Our clients include multinational corporates and specialist AI and technology companies operating across a variety of sectors including data governance, fintech, healthcare, retail and hospitality, and telecommunications.
We support companies on digital transformation projects, commercialising emerging data dependent products and services and management of security incidents.
Our work encompasses assessing a breadth of issues, including the acquisition of intellectual property rights in data and technologies and compliance with privacy regulations.
Compliance programs and policies
Data protection compliance is an ongoing requirement and businesses increasingly recognise compliance measures must be monitored and enforced. We assist clients by reviewing current compliance measures, reporting on and implementing measures where enhancements are required.
Data sharing and data processing contracts
We advise on data protection and privacy issues in data sharing arrangements and contracts, advising on obligations under sourcing and other service arrangements, the allocation of liability between parties, negotiating assurances and indemnities concerning privacy and data security and the treatment of consumer and employee data in business and share acquisitions.
Data breach and security incidents
We assist clients in developing and implementing data breach policies and procedures, and provide legal input in supporting security measures, each of which are key elements for demonstrating compliance with privacy regulations. No matter how strong these measures are, data breach incidents can occur, and we assist clients in crisis breaches and analyse the legal implications of such incidents, including requirements for regulatory notifications and liability.
Our team of specialist data protection, privacy and technology lawyers help clients to mitigate and manage cyber risks. On a pre-emptive basis, we advise on regulatory compliance, data audits and security, cyber insurance and developing response plans. If a security incident occurs, including a data breach, our responsive team can help clients with regulatory and customer notifications, communications with law enforcement, issues surrounding confidential information and trade secrets, and the pursuit of the perpetrators of the security incident.
Global data transfers
Sharing EU personal data, whether within a corporate group or with third party service providers, is closely regulated. We help clients with their planning and implementation of cross-border data sharing arrangements of varying complexity. This includes challenging multi-jurisdiction data sharing frameworks involving the flow-down of processor obligations at multiple sub-processor levels.
The GDPR can apply to organisations with no business presence in the European Economic Area (EEA) if they offer goods or services to individuals in the EEA, or if they monitor the behaviour of individuals in the EEA. We assist companies located outside the EEA on the implications of the GDPR’s extra-territorial reach, including the requirement to appoint a GDPR representative in a relevant EU member state, the possible requirement for the appointment of a Data Protection Officer, and other mandatory GDPR obligations which apply when processing EU-governed personal data.

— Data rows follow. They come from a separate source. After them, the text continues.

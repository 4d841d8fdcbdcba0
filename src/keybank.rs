//! # Keybank Layout
//!
//! A keybank is the root of a mounted, decrypted volume:
//!
//! ```text
//! <root>/
//! ├── archival/       ArchivalStore, files placed by hand
//! ├── generic/        SynchronizedStore, flat manifest
//! ├── synchronized/   MachineSynchronizedStore, scoped manifest
//! └── gpg/            GpgKeyringStore, one keyring home per directory
//! ```

use std::path::{Path, PathBuf};

use tracing::info;

use crate::changes::ChangeSet;
use crate::error::{KeybankError, Result};
use crate::status::VerificationStatus;
use crate::store::{
    ArchivalStore, GpgKeyringStore, MachineSynchronizedStore, Store, StoreContext, StoreRequest,
    SynchronizedStore,
};

pub const ARCHIVAL: &str = "archival";
pub const GENERIC: &str = "generic";
pub const SYNCHRONIZED: &str = "synchronized";
pub const GPG: &str = "gpg";

pub struct Keybank {
    root: PathBuf,
    archival: Option<ArchivalStore>,
    generic: Option<SynchronizedStore>,
    synchronized: Option<MachineSynchronizedStore>,
    gpg: Option<GpgKeyringStore>,
}

impl Keybank {
    /// Lay out every store below `root`.
    pub fn create(root: &Path, ctx: StoreContext) -> Result<Self> {
        info!("initializing keybank at {}", root.display());
        Ok(Self {
            root: root.to_path_buf(),
            archival: Some(ArchivalStore::initialize(&root.join(ARCHIVAL), ctx.clone())?),
            generic: Some(SynchronizedStore::initialize(&root.join(GENERIC), ctx.clone())?),
            synchronized: Some(MachineSynchronizedStore::initialize(
                &root.join(SYNCHRONIZED),
                ctx.clone(),
            )?),
            gpg: Some(GpgKeyringStore::initialize(&root.join(GPG), ctx)?),
        })
    }

    /// Open the stores present below `root`.
    pub fn open(root: &Path, ctx: StoreContext) -> Result<Self> {
        if !root.is_dir() {
            return Err(KeybankError::NotInitialized(root.to_path_buf()));
        }
        let present = |name: &str| root.join(name).is_dir();

        let keybank = Self {
            root: root.to_path_buf(),
            archival: present(ARCHIVAL)
                .then(|| ArchivalStore::open(&root.join(ARCHIVAL), ctx.clone()))
                .transpose()?,
            generic: present(GENERIC)
                .then(|| SynchronizedStore::open(&root.join(GENERIC), ctx.clone()))
                .transpose()?,
            synchronized: present(SYNCHRONIZED)
                .then(|| MachineSynchronizedStore::open(&root.join(SYNCHRONIZED), ctx.clone()))
                .transpose()?,
            gpg: present(GPG)
                .then(|| GpgKeyringStore::open(&root.join(GPG), ctx.clone()))
                .transpose()?,
        };

        if keybank.stores().is_empty() {
            return Err(KeybankError::NotInitialized(root.to_path_buf()));
        }
        Ok(keybank)
    }

    pub fn root(&self) -> &Path {
        &self.root
    }

    /// Every store present, by directory name.
    pub fn stores(&self) -> Vec<(&'static str, &dyn Store)> {
        let mut stores: Vec<(&'static str, &dyn Store)> = Vec::new();
        if let Some(s) = &self.archival {
            stores.push((ARCHIVAL, s));
        }
        if let Some(s) = &self.generic {
            stores.push((GENERIC, s));
        }
        if let Some(s) = &self.synchronized {
            stores.push((SYNCHRONIZED, s));
        }
        if let Some(s) = &self.gpg {
            stores.push((GPG, s));
        }
        stores
    }

    pub fn gpg(&self) -> Result<&GpgKeyringStore> {
        self.gpg
            .as_ref()
            .ok_or_else(|| KeybankError::NotInitialized(self.root.join(GPG)))
    }

    /// Commit every store; paths in the result are prefixed with the store name.
    pub fn commit(&self, message: &str, dry_run: bool) -> Result<ChangeSet> {
        let mut changes = ChangeSet::default();
        for (name, store) in self.stores() {
            changes.extend_prefixed(&format!("/{name}"), store.commit(message, dry_run)?);
        }
        Ok(changes)
    }

    /// Stores a backup or restore acts on.
    fn transfer_targets(&self, include_gpg: bool) -> Vec<(&'static str, &dyn Store)> {
        self.stores()
            .into_iter()
            .filter(|(name, _)| *name != GPG || include_gpg)
            .collect()
    }

    pub fn backup(&self, request: &StoreRequest, include_gpg: bool) -> Result<()> {
        for (name, store) in self.transfer_targets(include_gpg) {
            info!("backup: {} store", name);
            store.backup(request)?;
        }
        Ok(())
    }

    pub fn restore(&self, request: &StoreRequest, include_gpg: bool) -> Result<()> {
        for (name, store) in self.transfer_targets(include_gpg) {
            info!("restore: {} store", name);
            store.restore(request)?;
        }
        Ok(())
    }

    /// Verify every store, returning each status by name.
    pub fn verify(&self) -> Result<Vec<(&'static str, VerificationStatus)>> {
        self.stores()
            .into_iter()
            .map(|(name, store)| Ok((name, store.verify()?)))
            .collect()
    }
}

/// Fold per-store statuses into one, prefixing paths with the store name.
pub fn overall(statuses: &[(&str, VerificationStatus)]) -> VerificationStatus {
    let mut all = VerificationStatus::new();
    for (name, status) in statuses {
        all.merge_prefixed(&format!("/{name}"), status.clone());
    }
    all
}
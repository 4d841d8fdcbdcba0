use std::path::PathBuf;

use thiserror::Error;

#[derive(Error, Debug)]
pub enum KeybankError {
    #[error("Git error: {0}")]
    Git(#[from] git2::Error),

    #[error("I/O error: {0}")]
    Io(#[from] std::io::Error),

    #[error("Walk error: {0}")]
    Walk(#[from] walkdir::Error),

    #[error("JSON error: {0}")]
    Json(#[from] serde_json::Error),

    #[error("Invalid glob pattern: {0}")]
    Pattern(#[from] glob::PatternError),

    #[error("System error: {0}")]
    Sys(#[from] nix::errno::Errno),

    #[error("Configuration error: {0}")]
    Configuration(String),

    #[error("Expected {expected} files for {pattern} but got {actual}")]
    CountMismatch {
        pattern: String,
        expected: usize,
        actual: usize,
    },

    #[error(
        "Unexpected repository status '{code}' for {path}. Do not use git directly, use 'keybank commit' instead"
    )]
    ProtocolViolation { code: String, path: String },

    #[error("Corruption detected: {0}")]
    Corruption(String),

    #[error("Identity error: {0}")]
    Identity(String),

    #[error("Command '{program}' failed with {status}: {output}")]
    Command {
        program: String,
        status: String,
        output: String,
    },

    #[error("Store not initialized: {}", .0.display())]
    NotInitialized(PathBuf),

    #[error("Store already initialized: {}", .0.display())]
    AlreadyInitialized(PathBuf),

    #[error("Keybank '{0}' is not attached. Use 'keybank attach' to attach it")]
    NotAttached(String),

    #[error("Keybank '{0}' is already attached")]
    AlreadyAttached(String),

    #[error("{0}")]
    Other(String),
}

pub type Result<T> = std::result::Result<T, KeybankError>;
//! Swaptui core: the grid state machine behind a match-3 tile swapping puzzle.
//!
//! The player drags one tile onto an orthogonal neighbour. If the swap lines up three
//! or more identical tiles in a row or column they are removed, the tiles above fall one
//! row per fall step, new tiles spawn in a hidden row above the board, and any runs
//! formed by the fall clear on their own, building a combo multiplier.
//!
//! Nothing here touches a terminal, a file or a clock: the host calls
//! [`Simulation::tick`] with the elapsed time and the pointer state and reacts to the
//! returned [`SimEvent`]s.

pub mod config;
pub mod gravity;
pub mod grid;
pub mod interaction;
pub mod matcher;
pub mod score;
pub mod sim;

pub use config::{ConfigError, MAX_GRID_SIDE, MAX_TILE_TYPES, SimConfig};
pub use grid::{Grid, GridError, Pos, Tile};
pub use interaction::{DragState, PointerInput};
pub use matcher::RemovedTile;
pub use sim::{Phase, SimEvent, Simulation};
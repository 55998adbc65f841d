//! Key bindings and mouse tracking.

use crossterm::event::{KeyCode, KeyEvent, KeyModifiers, MouseButton, MouseEvent, MouseEventKind};

/// Action from a key press.
#[derive(Debug, Clone, Copy, PartialEq, Eq)]
pub enum Action {
    Pause,
    Restart,
    Quit,
    None,
}

/// Map key event to an app action.
pub fn key_to_action(key: KeyEvent) -> Action {
    let KeyEvent { code, modifiers, .. } = key;
    if modifiers == KeyModifiers::CONTROL && code == KeyCode::Char('c') {
        return Action::Quit;
    }
    let no_mod = modifiers.is_empty() || modifiers == KeyModifiers::SHIFT;
    if !no_mod {
        return Action::None;
    }
    match code {
        KeyCode::Char('q' | 'Q') | KeyCode::Esc => Action::Quit,
        KeyCode::Char('p' | 'P' | ' ') => Action::Pause,
        KeyCode::Char('r' | 'R') => Action::Restart,
        _ => Action::None,
    }
}

/// Left-button state folded from terminal mouse events between two ticks.
#[derive(Debug, Clone, Copy, Default, PartialEq, Eq)]
pub struct MouseSample {
    /// Terminal cell (column, row) last reported.
    pub cell: Option<(u16, u16)>,
    pub pressed: bool,
    pub held: bool,
}

#[derive(Debug, Default)]
pub struct PointerTracker {
    cell: Option<(u16, u16)>,
    held: bool,
    pressed: bool,
    dragged: bool,
}

impl PointerTracker {
    pub fn new() -> Self {
        Self::default()
    }

    pub fn on_mouse(&mut self, event: MouseEvent) {
        self.cell = Some((event.column, event.row));
        match event.kind {
            MouseEventKind::Down(MouseButton::Left) => {
                self.pressed = true;
                self.held = true;
            }
            MouseEventKind::Drag(MouseButton::Left) => {
                self.held = true;
                self.dragged = true;
            }
            MouseEventKind::Up(MouseButton::Left) => self.held = false,
            _ => {}
        }
    }

    /// Terminal lost focus or was resized: drop any gesture in progress.
    pub fn reset(&mut self) {
        *self = Self::default();
    }

    /// State for the next tick. A drag that ended within the same frame still counts as held.
    pub fn take(&mut self) -> MouseSample {
        let sample = MouseSample {
            cell: self.cell,
            pressed: self.pressed,
            held: self.held || self.dragged,
        };
        self.pressed = false;
        self.dragged = false;
        sample
    }
}
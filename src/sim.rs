//! Simulation: owns the board and interleaves falling, matching and player swaps.
//!
//! Each call to [`Simulation::tick`] is one atomic step. While a fall is in progress the
//! board only advances under gravity; once it settles a match pass runs, and only a
//! settled board with nothing to clear accepts a swap. Chains resolve on their own:
//! swap, clear, fall, clear, fall, ... until a match pass finds nothing.

use crate::config::{ConfigError, SimConfig};
use crate::gravity::{FallMask, FallTimer, fall_duration, fall_step, spawn_row};
use crate::grid::{Grid, GridError, Pos, Tile};
use crate::interaction::{DragController, PointerInput, SwapOutcome};
use crate::matcher::{RemovedTile, clear_matches};
use crate::score::ComboState;
use rand::rngs::SmallRng;
use rand::{Rng, SeedableRng};

/// Observable things that happened during a tick, in order.
#[derive(Debug, Clone, PartialEq, Eq)]
pub enum SimEvent {
    TilesRemoved {
        tiles: Vec<RemovedTile>,
        combo_after: u32,
    },
    FallStep,
    GoodMove,
    BadMove,
    RowSpawned {
        row: usize,
    },
}

/// Falling while tiles are still dropping; interactive once the board has settled.
#[derive(Debug, Clone, Copy, PartialEq)]
pub enum Phase {
    Interactive,
    Falling(FallTimer),
}

#[derive(Debug, Clone)]
pub struct Simulation {
    config: SimConfig,
    grid: Grid,
    fall_mask: FallMask,
    combo: ComboState,
    best_score: u32,
    phase: Phase,
    drag: DragController,
    rng: SmallRng,
}

impl Simulation {
    /// New session with every visible cell filled at random.
    /// Runs already present on the board clear on the first tick.
    pub fn new(config: SimConfig) -> Result<Self, ConfigError> {
        config.validate()?;
        let mut sim = Self::with_grid(config.clone(), Grid::new(config.width, config.height))?;
        for y in 0..config.height {
            for x in 0..config.width {
                let kind = sim.rng.random_range(0..config.tile_types);
                sim.grid.put(x, y, Tile::Kind(kind));
            }
        }
        Ok(sim)
    }

    /// New session on a prepared board. The config's width and height are taken from `grid`.
    pub fn with_grid(mut config: SimConfig, grid: Grid) -> Result<Self, ConfigError> {
        config.width = grid.width();
        config.height = grid.height();
        config.validate()?;
        for (y, row) in grid.rows().enumerate() {
            for (x, tile) in row.iter().enumerate() {
                match *tile {
                    Tile::Kind(kind) if kind >= config.tile_types => {
                        return Err(ConfigError::TileOutOfPalette {
                            x,
                            y,
                            kind,
                            tile_types: config.tile_types,
                        });
                    }
                    _ => {}
                }
            }
        }
        let rng = match config.seed {
            Some(seed) => SmallRng::seed_from_u64(seed),
            None => SmallRng::from_os_rng(),
        };
        Ok(Self {
            fall_mask: FallMask::new(grid.width(), grid.height()),
            grid,
            combo: ComboState::new(),
            best_score: 0,
            phase: Phase::Interactive,
            drag: DragController::new(),
            rng,
            config,
        })
    }

    /// Carry a best score in from storage; it only ever rises from here.
    pub fn with_best_score(mut self, best: u32) -> Self {
        self.best_score = self.best_score.max(best);
        self
    }

    /// Advance by `dt` seconds with this tick's pointer state.
    /// A negative or non-finite `dt` counts as no time passing.
    pub fn tick(&mut self, dt: f32, input: &PointerInput) -> Vec<SimEvent> {
        let dt = if dt.is_finite() { dt.max(0.0) } else { 0.0 };
        let mut events = Vec::new();
        match self.phase {
            Phase::Falling(mut timer) => {
                timer.advance(dt);
                self.phase = self.step_fall(timer, &mut events);
            }
            Phase::Interactive => self.step_settled(input, &mut events),
        }
        self.best_score = self.best_score.max(self.combo.score);
        events
    }

    fn step_fall(&mut self, mut timer: FallTimer, events: &mut Vec<SimEvent>) -> Phase {
        if timer.elapsed() {
            spawn_row(&mut self.grid, &mut self.rng, self.config.tile_types);
            events.push(SimEvent::RowSpawned {
                row: self.grid.spawn_row(),
            });
        }
        if timer.active() {
            return Phase::Falling(timer);
        }
        if fall_step(&mut self.grid, &mut self.fall_mask) {
            timer.set(fall_duration(self.config.base_fall_time, self.combo.combo));
            events.push(SimEvent::FallStep);
            Phase::Falling(timer)
        } else {
            self.fall_mask.clear();
            Phase::Interactive
        }
    }

    fn step_settled(&mut self, input: &PointerInput, events: &mut Vec<SimEvent>) {
        if let Some(removal) = clear_matches(&mut self.grid, &mut self.combo) {
            events.push(SimEvent::TilesRemoved {
                tiles: removal.tiles,
                combo_after: removal.combo_after,
            });
            self.phase = Phase::Falling(FallTimer::expired());
            return;
        }

        match self.drag.update(&mut self.grid, &mut self.combo, input) {
            Some(SwapOutcome::Committed(removal)) => {
                events.push(SimEvent::TilesRemoved {
                    tiles: removal.tiles,
                    combo_after: removal.combo_after,
                });
                events.push(SimEvent::GoodMove);
                self.phase = Phase::Falling(FallTimer::expired());
            }
            Some(SwapOutcome::RolledBack) => events.push(SimEvent::BadMove),
            None => {}
        }
    }

    pub fn config(&self) -> &SimConfig {
        &self.config
    }

    pub fn grid(&self) -> &Grid {
        &self.grid
    }

    /// Copy of the visible board, `[y][x]` with `y == 0` at the bottom.
    pub fn grid_snapshot(&self) -> Vec<Vec<Tile>> {
        self.grid.snapshot()
    }

    pub fn tile(&self, pos: Pos) -> Result<Tile, GridError> {
        self.grid.get(pos)
    }

    pub fn fall_mask(&self) -> &FallMask {
        &self.fall_mask
    }

    pub fn drag_start(&self) -> Option<Pos> {
        self.drag.start_cell()
    }

    pub fn phase(&self) -> Phase {
        self.phase
    }

    pub fn is_falling(&self) -> bool {
        matches!(self.phase, Phase::Falling(_))
    }

    /// How far the current fall step has progressed, 0..=1; 1 when nothing is falling.
    pub fn fall_progress(&self) -> f32 {
        match self.phase {
            Phase::Falling(timer) => timer.progress(),
            Phase::Interactive => 1.0,
        }
    }

    pub fn score(&self) -> u32 {
        self.combo.score
    }

    pub fn best_score(&self) -> u32 {
        self.best_score
    }

    pub fn combo(&self) -> u32 {
        self.combo.combo
    }
}
//! Persist the best score to disk (XDG config or ~/.config/swaptui).

use anyhow::{Context, Result};
use std::fs;
use std::path::{Path, PathBuf};

const FILENAME: &str = "best";

/// Path to the best score file (config dir / swaptui / best).
pub fn best_score_path() -> PathBuf {
    let home_config = || {
        std::env::var("HOME")
            .map(|h| PathBuf::from(h).join(".config"))
            .unwrap_or_else(|_| PathBuf::from("."))
    };
    let base = match std::env::var("XDG_CONFIG_HOME") {
        Ok(xdg) if !xdg.is_empty() => PathBuf::from(xdg),
        _ => home_config(),
    };
    base.join("swaptui").join(FILENAME)
}

/// Best score stored at `path`; 0 if the file is missing or unreadable.
pub fn load_best_score(path: &Path) -> u32 {
    fs::read_to_string(path)
        .ok()
        .and_then(|s| s.lines().next().and_then(|l| l.trim().parse().ok()))
        .unwrap_or(0)
}

/// Write the best score, creating the config directory if needed.
pub fn save_best_score(path: &Path, best: u32) -> Result<()> {
    if let Some(parent) = path.parent() {
        fs::create_dir_all(parent)
            .with_context(|| format!("creating {}", parent.display()))?;
    }
    fs::write(path, format!("{best}\n")).with_context(|| format!("writing {}", path.display()))?;
    Ok(())
}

We assist clients, ranging from start-ups to long-established multinationals, on the data protection and privacy aspects of the new technologies they have developed or wish to purchase for their business. We carry out compliance reviews on a wide variety of IoT products and service offerings, including those in the automotive, health, medical and financial sectors, to identify potential legal issues and supply practical solutions.
ePrivacy, direct marketing and cookies
We help clients to structure their advertising and marketing efforts, whether targeting consumers or businesses, across all electronic channels. We advise clients seeking to deploy cookies and similar technologies on users’ devices, including in the context of profiling and online advertising; and guiding clients on the use of location-based technologies.